§ **WORK TASK**:
All lines holding the word "Send" should be located in the records and copied.

§ **DATA SHOWN**:
▼▼▼
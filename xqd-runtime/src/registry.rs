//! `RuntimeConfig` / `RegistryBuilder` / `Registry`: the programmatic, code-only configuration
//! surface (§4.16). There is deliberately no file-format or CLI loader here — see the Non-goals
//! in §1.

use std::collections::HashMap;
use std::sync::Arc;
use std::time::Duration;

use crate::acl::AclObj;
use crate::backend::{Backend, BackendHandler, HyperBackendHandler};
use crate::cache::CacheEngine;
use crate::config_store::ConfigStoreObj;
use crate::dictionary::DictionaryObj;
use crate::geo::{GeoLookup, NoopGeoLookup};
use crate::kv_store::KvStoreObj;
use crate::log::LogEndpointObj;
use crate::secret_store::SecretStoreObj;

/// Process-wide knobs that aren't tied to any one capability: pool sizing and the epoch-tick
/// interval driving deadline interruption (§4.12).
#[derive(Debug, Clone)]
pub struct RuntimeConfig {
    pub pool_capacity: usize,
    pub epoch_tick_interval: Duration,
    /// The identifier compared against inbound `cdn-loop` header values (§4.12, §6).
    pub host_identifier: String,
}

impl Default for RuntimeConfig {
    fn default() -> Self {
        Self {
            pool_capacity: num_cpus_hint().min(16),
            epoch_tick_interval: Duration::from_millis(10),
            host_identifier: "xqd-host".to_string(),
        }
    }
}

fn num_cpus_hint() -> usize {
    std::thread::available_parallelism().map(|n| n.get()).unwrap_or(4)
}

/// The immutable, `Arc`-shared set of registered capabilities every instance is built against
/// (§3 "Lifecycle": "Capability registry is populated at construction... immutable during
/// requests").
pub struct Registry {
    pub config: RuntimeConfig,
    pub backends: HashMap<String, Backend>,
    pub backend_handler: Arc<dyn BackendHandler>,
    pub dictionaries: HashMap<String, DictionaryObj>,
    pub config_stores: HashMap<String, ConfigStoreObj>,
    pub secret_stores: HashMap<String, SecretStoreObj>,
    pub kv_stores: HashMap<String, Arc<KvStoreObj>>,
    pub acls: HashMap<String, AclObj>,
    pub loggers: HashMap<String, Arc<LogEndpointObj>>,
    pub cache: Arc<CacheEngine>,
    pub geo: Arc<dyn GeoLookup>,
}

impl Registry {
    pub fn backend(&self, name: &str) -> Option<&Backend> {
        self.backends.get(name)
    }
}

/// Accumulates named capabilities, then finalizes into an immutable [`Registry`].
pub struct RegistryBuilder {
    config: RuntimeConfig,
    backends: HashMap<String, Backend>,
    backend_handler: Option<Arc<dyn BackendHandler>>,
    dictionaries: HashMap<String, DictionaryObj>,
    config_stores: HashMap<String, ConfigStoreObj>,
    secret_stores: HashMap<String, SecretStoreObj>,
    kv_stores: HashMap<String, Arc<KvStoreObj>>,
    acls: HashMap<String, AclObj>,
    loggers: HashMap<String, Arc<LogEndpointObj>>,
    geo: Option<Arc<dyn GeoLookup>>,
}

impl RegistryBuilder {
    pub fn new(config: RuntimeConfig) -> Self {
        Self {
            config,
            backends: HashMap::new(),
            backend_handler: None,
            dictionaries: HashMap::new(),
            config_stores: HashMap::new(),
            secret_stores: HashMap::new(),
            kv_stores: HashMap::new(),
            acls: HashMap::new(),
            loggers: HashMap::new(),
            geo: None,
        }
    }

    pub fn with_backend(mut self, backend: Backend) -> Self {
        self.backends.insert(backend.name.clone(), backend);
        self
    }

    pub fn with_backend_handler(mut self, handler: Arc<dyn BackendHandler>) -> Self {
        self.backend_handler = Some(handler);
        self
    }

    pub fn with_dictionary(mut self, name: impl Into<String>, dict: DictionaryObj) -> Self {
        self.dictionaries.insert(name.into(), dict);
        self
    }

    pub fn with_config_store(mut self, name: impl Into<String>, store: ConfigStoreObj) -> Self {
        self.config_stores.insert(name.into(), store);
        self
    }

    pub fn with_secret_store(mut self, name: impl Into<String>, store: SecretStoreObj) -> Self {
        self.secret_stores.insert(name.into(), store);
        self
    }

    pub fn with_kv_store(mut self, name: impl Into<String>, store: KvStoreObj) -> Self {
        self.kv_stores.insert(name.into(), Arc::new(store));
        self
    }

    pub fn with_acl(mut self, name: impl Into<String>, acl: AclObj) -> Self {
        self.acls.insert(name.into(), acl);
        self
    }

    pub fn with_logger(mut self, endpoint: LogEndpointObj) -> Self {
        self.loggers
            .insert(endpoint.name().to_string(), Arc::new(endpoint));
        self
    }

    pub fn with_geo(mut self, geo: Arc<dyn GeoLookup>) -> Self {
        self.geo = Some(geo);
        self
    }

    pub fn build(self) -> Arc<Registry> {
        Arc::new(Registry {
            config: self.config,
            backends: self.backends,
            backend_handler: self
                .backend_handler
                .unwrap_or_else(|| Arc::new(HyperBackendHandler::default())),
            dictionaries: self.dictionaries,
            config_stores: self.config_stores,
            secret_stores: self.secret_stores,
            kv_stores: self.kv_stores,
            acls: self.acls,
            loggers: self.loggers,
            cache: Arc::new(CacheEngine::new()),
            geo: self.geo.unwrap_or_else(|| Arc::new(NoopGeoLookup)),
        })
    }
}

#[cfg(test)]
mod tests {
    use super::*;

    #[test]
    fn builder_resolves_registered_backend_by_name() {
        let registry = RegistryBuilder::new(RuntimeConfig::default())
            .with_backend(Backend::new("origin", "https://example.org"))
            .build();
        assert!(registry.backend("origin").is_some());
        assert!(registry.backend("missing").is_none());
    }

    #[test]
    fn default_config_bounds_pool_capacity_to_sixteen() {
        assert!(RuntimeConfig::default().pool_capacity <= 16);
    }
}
▲▲▲
▼▼▼
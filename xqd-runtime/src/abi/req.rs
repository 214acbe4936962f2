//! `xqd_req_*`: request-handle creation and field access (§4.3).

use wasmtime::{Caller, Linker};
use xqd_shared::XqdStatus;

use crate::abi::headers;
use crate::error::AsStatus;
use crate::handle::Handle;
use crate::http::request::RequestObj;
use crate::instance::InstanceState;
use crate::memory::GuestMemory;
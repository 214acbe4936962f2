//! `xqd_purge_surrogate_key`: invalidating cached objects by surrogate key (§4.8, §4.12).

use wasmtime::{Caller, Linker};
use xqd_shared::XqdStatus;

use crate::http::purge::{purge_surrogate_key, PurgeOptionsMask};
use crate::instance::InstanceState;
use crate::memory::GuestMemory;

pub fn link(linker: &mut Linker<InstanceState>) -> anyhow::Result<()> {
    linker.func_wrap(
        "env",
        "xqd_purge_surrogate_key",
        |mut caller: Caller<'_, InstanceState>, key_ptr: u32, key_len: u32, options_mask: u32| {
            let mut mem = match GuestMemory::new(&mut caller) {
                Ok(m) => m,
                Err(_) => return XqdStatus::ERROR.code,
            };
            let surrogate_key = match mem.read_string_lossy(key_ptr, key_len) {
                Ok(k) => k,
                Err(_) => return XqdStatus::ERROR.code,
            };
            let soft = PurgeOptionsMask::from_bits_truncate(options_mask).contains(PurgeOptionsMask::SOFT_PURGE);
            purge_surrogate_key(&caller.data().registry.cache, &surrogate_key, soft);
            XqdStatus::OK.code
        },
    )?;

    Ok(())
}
▲▲▲
▼▼▼
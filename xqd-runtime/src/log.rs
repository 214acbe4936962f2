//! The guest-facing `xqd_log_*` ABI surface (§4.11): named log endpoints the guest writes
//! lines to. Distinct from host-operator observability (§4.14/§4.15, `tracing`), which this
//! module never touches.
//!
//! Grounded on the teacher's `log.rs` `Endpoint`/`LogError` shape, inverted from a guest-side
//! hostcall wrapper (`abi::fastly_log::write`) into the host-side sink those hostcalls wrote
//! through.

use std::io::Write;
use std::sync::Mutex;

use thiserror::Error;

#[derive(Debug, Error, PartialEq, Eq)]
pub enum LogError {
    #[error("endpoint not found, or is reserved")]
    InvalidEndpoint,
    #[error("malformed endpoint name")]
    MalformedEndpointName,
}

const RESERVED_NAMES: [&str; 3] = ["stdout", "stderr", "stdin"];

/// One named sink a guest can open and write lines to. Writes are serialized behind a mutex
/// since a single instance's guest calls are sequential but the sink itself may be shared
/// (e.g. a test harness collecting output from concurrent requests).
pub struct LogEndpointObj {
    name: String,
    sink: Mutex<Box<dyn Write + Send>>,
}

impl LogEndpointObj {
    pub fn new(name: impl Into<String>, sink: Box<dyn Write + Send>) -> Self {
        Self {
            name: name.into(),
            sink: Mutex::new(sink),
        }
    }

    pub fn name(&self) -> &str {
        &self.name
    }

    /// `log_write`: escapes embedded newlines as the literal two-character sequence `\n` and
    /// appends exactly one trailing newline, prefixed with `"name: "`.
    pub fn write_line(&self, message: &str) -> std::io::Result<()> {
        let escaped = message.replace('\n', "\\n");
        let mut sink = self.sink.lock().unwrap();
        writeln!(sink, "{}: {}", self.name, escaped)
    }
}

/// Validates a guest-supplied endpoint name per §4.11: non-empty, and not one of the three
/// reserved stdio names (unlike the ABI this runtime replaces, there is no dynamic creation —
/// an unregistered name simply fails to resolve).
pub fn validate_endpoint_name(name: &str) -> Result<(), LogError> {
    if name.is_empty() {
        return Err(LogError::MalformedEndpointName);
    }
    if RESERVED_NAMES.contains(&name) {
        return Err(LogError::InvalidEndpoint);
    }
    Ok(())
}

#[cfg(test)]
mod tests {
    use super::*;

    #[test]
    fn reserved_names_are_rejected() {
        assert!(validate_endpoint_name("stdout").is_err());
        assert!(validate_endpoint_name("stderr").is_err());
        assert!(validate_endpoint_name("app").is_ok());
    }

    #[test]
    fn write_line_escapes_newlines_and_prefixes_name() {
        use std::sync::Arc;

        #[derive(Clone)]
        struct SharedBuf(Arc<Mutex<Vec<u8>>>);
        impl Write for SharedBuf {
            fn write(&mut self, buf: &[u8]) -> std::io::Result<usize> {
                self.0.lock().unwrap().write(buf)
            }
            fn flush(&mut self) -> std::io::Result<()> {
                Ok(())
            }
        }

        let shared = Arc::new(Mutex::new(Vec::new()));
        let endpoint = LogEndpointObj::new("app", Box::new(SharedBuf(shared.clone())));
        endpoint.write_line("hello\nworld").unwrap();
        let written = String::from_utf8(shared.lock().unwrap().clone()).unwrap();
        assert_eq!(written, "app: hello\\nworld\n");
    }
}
▲▲▲
§ **TASK OUTPUT**:
    sink: Mutex<Box<dyn Write + Send>>,
    pub fn new(name: impl Into<String>, sink: Box<dyn Write + Send>) -> Self {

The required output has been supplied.